A stranger who obviously read my post about Imelda and her clueless husband sent me a link and I followed it to The Story of Stuff. It's not another version of George Carlin's A Place for My Stuff, but the story of a linear system. If you're not interested in the environmental side of the story, skip down to the Consumption tab and start from there. The video takes 20 minutes but it's definitely worth the time to get a good look at what American consumers are doing to the environment, the world and themselves. Don't worry. It's not one of those boring, Green Peace videos. One thing is certain, the stranger who sent it obviously got the message. Nice to know someone reads my posts from time to time.



Tomorrow is the winter solstice and my nephew Cody's 17th birthday. He's Beanie's baby. He's also a regular teenager who's doing all the things most teenagers who collected edged weapons, love fantasy and wear black and long nearly white blond hair do. I wish I could be there to give him a big hug and celebrate his birthday but I'm leaving on Saturday for mountain solitude for ten days. I met someone who wants to help me celebrate Solstice so I said yes and we're getting together to do the Yule holiday up right. Looks like this is the beginning of a really great friendship.

I also decided to send out thank you cards to all the people who contributed articles to the ham club newsletter. It was a last minute thought and my hope is that they will feel better about contributing next year and for however long I decide to keep editing the newsletter. Nothing like a little timely holiday graft. It goes along with the email I received from a major national magazine interested in publishing one of my articles. Hitting the big time is always a great present no matter what time of the year it lands in my lap.

This holiday season has been hard for my family because of Dad's death earlier this year and they don't seem to be able to muster up the energy or the enthusiasm to celebrate the way they did when Dad was alive. Dad would hate it that they're missing the holidays he loved so much, but they all have to grieve their own way. I miss Dad, too, but I don't feel like he's gone. I feel him close to me most of the time like he's been freed from the limitations of his body and can be wherever he's needed and wanted most, like earlier this week when I opened an email from a plant nursery.

The ad offered free upgrades to expedited delivery and discounts on holiday gifts. The magnolia was beautiful with its glossy black leave and creamy ivory petals so I clicked and followed the link. Magnolias, decorated miniature live Xmas trees, holly bushes and a gorgeous Xmas cactus that took me back thirty years.

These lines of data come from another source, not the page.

//! Sync engine
//!
//! Owns the shared state of the relay client: configuration, the HTTP
//! client, the signaling handle, the pending-transfer registry, the peer
//! count, and the clipboard suppression latch. [`outbound`] holds the
//! push pipelines, [`inbound`] the receive pipelines; this module wires
//! the signaling event stream into both.

pub mod inbound;
pub mod outbound;
pub mod registry;

use std::path::PathBuf;
use std::sync::atomic::{AtomicBool, AtomicU64, AtomicUsize, Ordering};
use std::sync::Arc;
use std::time::Duration;

use tokio::sync::mpsc;
use tracing::{debug, info, warn};

use clipferry_net::signaling::{SignalingClient, SignalingEvent, TransferSignal};
use clipferry_net::HttpClient;
use clipferry_protocol::events::PeerEntry;
use clipferry_store::ConfigHandle;

use crate::ports::{ClipboardPort, NotificationPort, NotificationStyle};
use registry::TransferRegistry;

/// How long the remote-install latch suppresses the change monitor
const SUPPRESS_WINDOW: Duration = Duration::from_millis(500);

/// Latch that hides self-inflicted clipboard changes from the monitor
///
/// Installing remote content into the clipboard provokes a change event;
/// the latch swallows it and clears itself after [`SUPPRESS_WINDOW`].
/// A generation counter keeps overlapping engagements from clearing
/// each other early.
#[derive(Clone, Default)]
pub struct SuppressLatch {
    state: Arc<LatchState>,
}

#[derive(Default)]
struct LatchState {
    engaged: AtomicBool,
    generation: AtomicU64,
}

impl SuppressLatch {
    pub fn new() -> Self {
        Self::default()
    }

    /// Engage and auto-clear after the suppression window
    pub fn engage(&self) {
        let generation = self.state.generation.fetch_add(1, Ordering::SeqCst) + 1;
        self.state.engaged.store(true, Ordering::SeqCst);
        let state = Arc::clone(&self.state);
        tokio::spawn(async move {
            tokio::time::sleep(SUPPRESS_WINDOW).await;
            if state.generation.load(Ordering::SeqCst) == generation {
                state.engaged.store(false, Ordering::SeqCst);
            }
        });
    }

    pub fn engaged(&self) -> bool {
        self.state.engaged.load(Ordering::SeqCst)
    }
}

/// Everything the engine needs at construction
pub struct EngineParams {
    pub config: ConfigHandle,
    pub http: HttpClient,
    pub signaling: SignalingClient,
    pub clipboard: Arc<dyn ClipboardPort>,
    pub notifier: Arc<dyn NotificationPort>,
    /// LAN server port, used in announce URLs
    pub lan_port: u16,
    /// Where outbound envelopes are staged
    pub temp_dir: PathBuf,
    /// Grace period after a cloud upload before temp cleanup
    pub upload_grace: Duration,
}

struct EngineInner {
    config: ConfigHandle,
    http: HttpClient,
    signaling: SignalingClient,
    registry: TransferRegistry,
    clipboard: Arc<dyn ClipboardPort>,
    notifier: Arc<dyn NotificationPort>,
    lan_port: u16,
    temp_dir: PathBuf,
    upload_grace: Duration,
    peer_count: AtomicUsize,
    suppress: SuppressLatch,
}

/// Shared handle to the sync engine
#[derive(Clone)]
pub struct SyncEngine {
    inner: Arc<EngineInner>,
}

impl SyncEngine {
    pub fn new(params: EngineParams) -> Self {
        Self {
            inner: Arc::new(EngineInner {
                config: params.config,
                http: params.http,
                signaling: params.signaling,
                registry: TransferRegistry::new(),
                clipboard: params.clipboard,
                notifier: params.notifier,
                lan_port: params.lan_port,
                temp_dir: params.temp_dir,
                upload_grace: params.upload_grace,
                peer_count: AtomicUsize::new(0),
                suppress: SuppressLatch::new(),
            }),
        }
    }

    pub fn config(&self) -> &ConfigHandle {
        &self.inner.config
    }

    pub fn registry(&self) -> &TransferRegistry {
        &self.inner.registry
    }

    pub fn suppress(&self) -> &SuppressLatch {
        &self.inner.suppress
    }

    pub fn peer_count(&self) -> usize {
        self.inner.peer_count.load(Ordering::SeqCst)
    }

    pub(crate) fn http(&self) -> &HttpClient {
        &self.inner.http
    }

    pub(crate) fn signaling(&self) -> &SignalingClient {
        &self.inner.signaling
    }

    pub(crate) fn clipboard(&self) -> Arc<dyn ClipboardPort> {
        Arc::clone(&self.inner.clipboard)
    }

    pub(crate) fn lan_port(&self) -> u16 {
        self.inner.lan_port
    }

    pub(crate) fn temp_dir(&self) -> &PathBuf {
        &self.inner.temp_dir
    }

    pub(crate) fn upload_grace(&self) -> Duration {
        self.inner.upload_grace
    }

    /// Decode the room key from the current config
    pub(crate) fn room_key(&self) -> anyhow::Result<clipferry_crypto::RoomKey> {
        let key = self.inner.config.snapshot().room_key;
        Ok(clipferry_crypto::RoomKey::from_base64(&key)?)
    }

    /// Show a toast unless notifications are disabled in the config
    pub(crate) fn notify(&self, title: &str, body: &str, style: NotificationStyle) {
        if self.inner.config.snapshot().show_notifications {
            self.inner.notifier.show(title, body, style);
        }
    }

    /// Consume the signaling event stream until it ends
    pub async fn run_events(self, mut events: mpsc::Receiver<SignalingEvent>) {
        while let Some(event) = events.recv().await {
            match event {
                SignalingEvent::Status(status) => {
                    info!(?status, "signaling status");
                }
                SignalingEvent::Countdown(secs) => {
                    info!("reconnecting in {}s", secs);
                }
                SignalingEvent::Clipboard(data) => {
                    let engine = self.clone();
                    tokio::spawn(async move { engine.handle_clipboard_sync(data).await });
                }
                SignalingEvent::FileSync(data) => {
                    let engine = self.clone();
                    tokio::spawn(async move { engine.handle_cloud_file(data).await });
                }
                SignalingEvent::FileAvailable(announce) => {
                    if announce.sender_client_id == self.inner.config.snapshot().device_id {
                        continue;
                    }
                    let engine = self.clone();
                    tokio::spawn(async move { engine.handle_lan_announce(announce).await });
                }
                SignalingEvent::Transfer {
                    transfer_id,
                    room,
                    signal,
                } => self.handle_transfer_signal(&transfer_id, &room, signal),
                SignalingEvent::Roster(peers) => self.update_roster(peers),
                SignalingEvent::PeerEvicted => {
                    warn!("evicted from room, rejoining");
                    let _ = self.inner.signaling.reconnect().await;
                }
            }
        }
        debug!("signaling event stream ended");
    }

    /// Drive an outbound pending transfer from a signaling event
    ///
    /// Matching is strict: the transfer id must be registered *and* the
    /// event's room must equal the transfer's room.
    pub fn handle_transfer_signal(&self, transfer_id: &str, room: &str, signal: TransferSignal) {
        let Some(pending) = self.inner.registry.get(transfer_id) else {
            debug!(transfer_id, "signal for unknown transfer dropped");
            return;
        };
        if pending.room != room {
            debug!(transfer_id, "signal with mismatched room dropped");
            return;
        }

        match signal {
            TransferSignal::Completed => {
                info!(transfer_id, "peer confirmed LAN receipt");
                pending.mark_completed();
            }
            TransferSignal::NeedRelay => {
                info!(transfer_id, "peer requested cloud relay");
                pending.mark_need_relay();
            }
            TransferSignal::Command(command) => {
                info!(
                    transfer_id,
                    action = %command.action,
                    reason = command.reason.as_deref().unwrap_or("none"),
                    "transfer command"
                );
                match command.action.as_str() {
                    "finish" => pending.mark_completed(),
                    "upload_relay" => pending.mark_upload_requested(),
                    other => debug!(transfer_id, "unknown transfer action '{}'", other),
                }
            }
        }
    }

    /// Rebuild the peer roster, excluding ourselves
    pub fn update_roster(&self, peers: Vec<PeerEntry>) {
        let device_id = self.inner.config.snapshot().device_id;
        let others: Vec<PeerEntry> = peers
            .into_iter()
            .filter(|peer| peer.client_id != device_id)
            .collect();

        let names: Vec<&str> = others.iter().map(PeerEntry::display_name).collect();
        info!(count = others.len(), peers = ?names, "room roster updated");
        self.inner.peer_count.store(others.len(), Ordering::SeqCst);
    }
}

/// Milliseconds since the Unix epoch
pub(crate) fn now_ms() -> u64 {
    std::time::SystemTime::now()
        .duration_since(std::time::UNIX_EPOCH)
        .map(|d| d.as_millis() as u64)
        .unwrap_or(0)
}

/// Wall-clock timestamp for relay payloads
pub(crate) fn clock_stamp() -> String {
    chrono::Local::now().format("%H:%M:%S").to_string()
}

Dad had just bought a Xmas cactus with beautiful yellow blooms. Eddie, my middle son, was about three years old and he wanted to give me pretty flowers for Xmas, so he plucked all the blooms off Dad's cactus. Dad caught him and went ballistic. Dad was even tempered and calm most of the time, but messing with his plants was grounds for slow torture and a long, painful death. Dad was afraid the cactus would never bloom again and I don't think he ever forgave Eddie. Two years went by and the cactus didn't bloom but Dad never got rid of the cactus. Then, one year at Xmas, the cactus bloomed with gorgeous yellow flowers and it continues to bloom even though he is gone. All the plants he loved and tended and cared for are still alive and part of him lives on in every one of those plants and trees and tales like Eddie and Dad's Xmas cactus.